Quindi cambierà poco rispetto alla bozza di ieri, ma rimarranno i tagli alla cassa integrazione straordinaria e alla mobilità in cambio solo di un anno di Assicurazione Sociale per l'Impiego (Aspi) e rimarranno quasi tutte le forme contrattuali precarie. Insomma, alla fine la riforma andrà in porto, l'art.18 uscirà depotenziato ma soprattutto il sistema di welfare in caso di perdita del lavoro sarà quasi dimezzato (vedi scheda). Unici vantaggi saranno gli importi leggermente aumentati e l'estensione dell'indennità agli apprendisti. Molto poco rispetto a ciò che viene eliminato (la mobilità che è più lunga ma anche la cassa integrazione straordinaria in caso di cessazione attività).

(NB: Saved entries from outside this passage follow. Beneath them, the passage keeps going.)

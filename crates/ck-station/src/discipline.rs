//! The `Discipline` trait — the extension point for queue policies.

use std::collections::VecDeque;
use std::fmt;

use crate::{ServiceModel, Ticket};

/// Pluggable queue admission policy.
///
/// A discipline decides where a newly admitted customer is placed in the
/// waiting queue.  It never touches the queue itself: [`Station`] performs
/// the insert and all time accounting.
///
/// # Required methods
///
/// [`kind`][Self::kind] and [`insertion_index`][Self::insertion_index].
/// [`service_time`][Self::service_time] defaults to the station's
/// [`ServiceModel`]; override it for stations that check out at a different
/// pace (e.g. self-scan lanes).
///
/// # Contract
///
/// `insertion_index` must be a pure function of its arguments and return a
/// value in `0..=queue.len()`.  The station relies on it for both admission
/// and the expected-wait estimate.
///
/// [`Station`]: crate::Station
pub trait Discipline: fmt::Debug + Send + Sync + 'static {
    /// Short label for reports and logs (`"fifo"`, `"priority"`, …).
    fn kind(&self) -> &'static str;

    /// Index at which a customer with `items` items would be inserted into
    /// `queue` if admitted now.  `queue.len()` means "append at the tail".
    fn insertion_index(&self, queue: &VecDeque<Ticket>, items: u32) -> usize;

    /// Checkout time of a customer with `items` items at this station.
    fn service_time(&self, model: &ServiceModel, items: u32) -> u64 {
        model.service_time(items)
    }
}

Ed in ogni caso, essendo mantenute molte delle tipologie di contratto "precario" l'impostazione originaria dell'Aspi (che doveva essere applicata a un contratto unico di lavoro dipendente) va a morire prima di nascere. L'indennità di disoccupazione con requisiti ridotti sarà invece sostituito con il mini-Aspi con requisiti calcolati non più sulle 78 giornate lavorative dell'anno precedente ma su 13 settimane di contribuzione nelle ultime 52 settimane al momento della disoccupazione.

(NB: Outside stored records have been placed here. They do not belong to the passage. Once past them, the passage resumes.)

//! JSON scenario files.
//!
//! # Format
//!
//! ```json
//! {
//!   "name": "saturday",
//!   "open_time": "08:00:00",
//!   "closing_time": "20:00",
//!   "overtime_secs": 900,
//!   "products": [
//!     { "code": "A001", "description": "Croissant" }
//!   ],
//!   "customers": [
//!     { "arrival": "08:00:12", "zip_code": "1013AD",
//!       "purchases": [ { "product": "A001", "amount": 2 } ] }
//!   ]
//! }
//! ```
//!
//! Times are `HH:MM` or `HH:MM:SS`.  `overtime_secs` is optional and defaults
//! to [`DEFAULT_OVERTIME_SECS`].  Product and customer ids are assigned by
//! position in their arrays; purchases refer to products by `code`.

use std::collections::HashMap;
use std::fs::File;
use std::io::{BufReader, BufWriter, Read, Write};
use std::path::Path;

use serde::{Deserialize, Serialize};
use tracing::info;

use ck_core::{
    Customer, CustomerId, DEFAULT_OVERTIME_SECS, Product, ProductId, SimConfig, SimTime,
};

use crate::{Scenario, ScenarioError, ScenarioResult};

// ── JSON records ──────────────────────────────────────────────────────────────

#[derive(Serialize, Deserialize)]
struct ScenarioRecord {
    #[serde(default)]
    name:          String,
    open_time:     String,
    closing_time:  String,
    #[serde(default = "default_overtime")]
    overtime_secs: u64,
    #[serde(default)]
    products:      Vec<ProductRecord>,
    #[serde(default)]
    customers:     Vec<CustomerRecord>,
}

#[derive(Serialize, Deserialize)]
struct ProductRecord {
    code:        String,
    #[serde(default)]
    description: String,
}

#[derive(Serialize, Deserialize)]
struct CustomerRecord {
    arrival:   String,
    zip_code:  String,
    #[serde(default)]
    purchases: Vec<PurchaseRecord>,
}

#[derive(Serialize, Deserialize)]
struct PurchaseRecord {
    product: String,
    amount:  u32,
}

fn default_overtime() -> u64 {
    DEFAULT_OVERTIME_SECS
}

// ── Public API ────────────────────────────────────────────────────────────────

/// Load and validate a scenario from a JSON file.
///
/// An empty `name` in the file is replaced by the file stem.
pub fn load_scenario_json(path: &Path) -> ScenarioResult<Scenario> {
    let file = File::open(path)?;
    let mut scenario = load_scenario_reader(BufReader::new(file))?;
    if scenario.name.is_empty() {
        scenario.name = path
            .file_stem()
            .map(|s| s.to_string_lossy().into_owned())
            .unwrap_or_default();
    }
    info!(
        path = %path.display(),
        products = scenario.products.len(),
        customers = scenario.customers.len(),
        "scenario loaded"
    );
    Ok(scenario)
}

/// Like [`load_scenario_json`] but accepts any `Read` source.
pub fn load_scenario_reader<R: Read>(reader: R) -> ScenarioResult<Scenario> {
    let record: ScenarioRecord = serde_json::from_reader(reader)?;
    from_record(record)
}

/// Write `scenario` to `path` as pretty-printed JSON.
pub fn save_scenario_json(scenario: &Scenario, path: &Path) -> ScenarioResult<()> {
    let file = File::create(path)?;
    let mut writer = BufWriter::new(file);
    write_scenario(scenario, &mut writer)?;
    writer.flush()?;
    info!(path = %path.display(), customers = scenario.customers.len(), "scenario saved");
    Ok(())
}

/// Like [`save_scenario_json`] but writes to any `Write` sink.
///
/// Fails with [`ScenarioError::Parse`] if a purchase refers to a product id
/// outside the catalogue.
pub fn write_scenario<W: Write>(scenario: &Scenario, writer: W) -> ScenarioResult<()> {
    let record = to_record(scenario)?;
    serde_json::to_writer_pretty(writer, &record)?;
    Ok(())
}

// ── Conversion ────────────────────────────────────────────────────────────────

fn from_record(record: ScenarioRecord) -> ScenarioResult<Scenario> {
    let config = SimConfig {
        open:          parse_time(&record.open_time)?,
        closing:       parse_time(&record.closing_time)?,
        overtime_secs: record.overtime_secs,
    };
    config
        .validate()
        .map_err(|e| ScenarioError::Config(e.to_string()))?;

    let mut by_code: HashMap<&str, ProductId> = HashMap::with_capacity(record.products.len());
    let mut products = Vec::with_capacity(record.products.len());
    for (i, p) in record.products.iter().enumerate() {
        let id = ProductId(i as u32);
        if by_code.insert(p.code.as_str(), id).is_some() {
            return Err(ScenarioError::Parse(format!("duplicate product code {:?}", p.code)));
        }
        products.push(Product::new(id, p.code.clone(), p.description.clone()));
    }

    let mut customers = Vec::with_capacity(record.customers.len());
    for (i, c) in record.customers.iter().enumerate() {
        let mut customer = Customer::new(CustomerId(i as u32), parse_time(&c.arrival)?, c.zip_code.clone());
        let mut items = 0u32;
        for purchase in &c.purchases {
            items = items.checked_add(purchase.amount).ok_or_else(|| {
                ScenarioError::Parse(format!("customer {i} buys more than {} items", u32::MAX))
            })?;
            let product = by_code.get(purchase.product.as_str()).copied().ok_or_else(|| {
                ScenarioError::UnknownProduct { customer: i, code: purchase.product.clone() }
            })?;
            customer = customer.with_purchase(product, purchase.amount);
        }
        customers.push(customer);
    }

    Ok(Scenario { name: record.name, config, products, customers })
}

fn to_record(scenario: &Scenario) -> ScenarioResult<ScenarioRecord> {
    let products = scenario
        .products
        .iter()
        .map(|p| ProductRecord { code: p.code.clone(), description: p.description.clone() })
        .collect();

    let customers = scenario
        .customers
        .iter()
        .map(|c| -> ScenarioResult<CustomerRecord> {
            let purchases = c
                .purchases
                .iter()
                .map(|p| -> ScenarioResult<PurchaseRecord> {
                    let product = scenario.product(p.product).ok_or_else(|| {
                        ScenarioError::Parse(format!("customer {} bought unlisted {}", c.id, p.product))
                    })?;
                    Ok(PurchaseRecord { product: product.code.clone(), amount: p.amount })
                })
                .collect::<ScenarioResult<_>>()?;
            Ok(CustomerRecord {
                arrival: c.arrival.to_string(),
                zip_code: c.zip_code.clone(),
                purchases,
            })
        })
        .collect::<ScenarioResult<_>>()?;

    Ok(ScenarioRecord {
        name:          scenario.name.clone(),
        open_time:     scenario.config.open.to_string(),
        closing_time:  scenario.config.closing.to_string(),
        overtime_secs: scenario.config.overtime_secs,
        products,
        customers,
    })
}

fn parse_time(s: &str) -> ScenarioResult<SimTime> {
    SimTime::parse(s).map_err(|e| ScenarioError::Parse(e.to_string()))
}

L'art.18 è quindi solo una parte del disastro in atto. Non sarà solo più facile essere licenziati ma una volta perso il lavoro il sistema di protezione durerà solo 1 anno (al massimo 18 mesi per gli over55 con incremento di durata al sud) mentre prima fra cassa integrazione straordinaria e mobilità si poteva anche essere protetti per 4 anni. Gli over50 saranno quindi i più penalizzati, ma i giovani non hanno certo da festeggiare. Se infatti l'assegno di disoccupazione sarà più consistente e leggermente più lungo (da 8 mesi si passa a 12), tuttavia l'Aspi non spetterà a tutte quelle forme di lavoro precario come il lavoro a chiamata, co.co.pro (eliminata anche l'una tantum di Tremonti), partite iva mascherate, prestazioni occasionali ecc... che il governo ha lasciato in essere. E' stata confermata anche l'anzianità contributiva di 2 anni per accedervi, così per un giovane passeranno anni prima che riesca a "conquistare" questo nuovo strumento.
Se aspettiamo partiti, sindacati e parlamento il destino è segnato. Solo una reazione veemente e unita di lavoratori, precari, disoccupati, immigrati, sfrattati, studenti ecc...può fermare questo disastro.